Saved data entries
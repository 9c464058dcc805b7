//! Store collaborators for the batching engine
//!
//! The engine owns no SQL generation and no connection handling. It talks
//! to the outside through three seams:
//!
//! - [`StoreBackend`]: executes bound statements, singly or as one batch per
//!   statement text, and reports partial success on failure
//! - [`EntityDescriptor`]: per root type, the imported relationships used for
//!   depth resolution and the statement emitted for a record write
//! - [`DescriptorRegistry`]: lookup from root type identity to descriptor, so
//!   buffered groups only ever hold the identity key
//!
//! [`InMemoryStore`] is a recording substrate with failure injection.

mod backend;
mod descriptor;
mod memory;

pub use backend::{BatchExecuteResult, BoundStatement, ExecuteResult, StoreBackend};
pub use descriptor::{DescriptorRegistry, EntityDescriptor, TableDescriptor};
pub use memory::{ExecutedStatement, InMemoryStore};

## Assignment
Each record above should be set down again in its exact wording.

## Answer space
repository 9c464058dcc805b7
//! Store collaborators for the batching engine
//!
//! The engine owns no SQL generation and no connection handling. It talks
//! to the outside through three seams:
//!
//! - [`StoreBackend`]: executes bound statements, singly or as one batch per
//!   statement text, and reports partial success on failure
//! - [`EntityDescriptor`]: per root type, the imported relationships used for
//!   depth resolution and the statement emitted for a record write
//! - [`DescriptorRegistry`]: lookup from root type identity to descriptor, so
//!   buffered groups only ever hold the identity key
//!
//! [`InMemoryStore`] is a recording substrate with failure injection.

mod backend;
mod descriptor;
mod memory;

pub use backend::{BatchExecuteResult, BoundStatement, ExecuteResult, StoreBackend};
pub use descriptor::{DescriptorRegistry, EntityDescriptor, TableDescriptor};
pub use memory::{ExecutedStatement, InMemoryStore};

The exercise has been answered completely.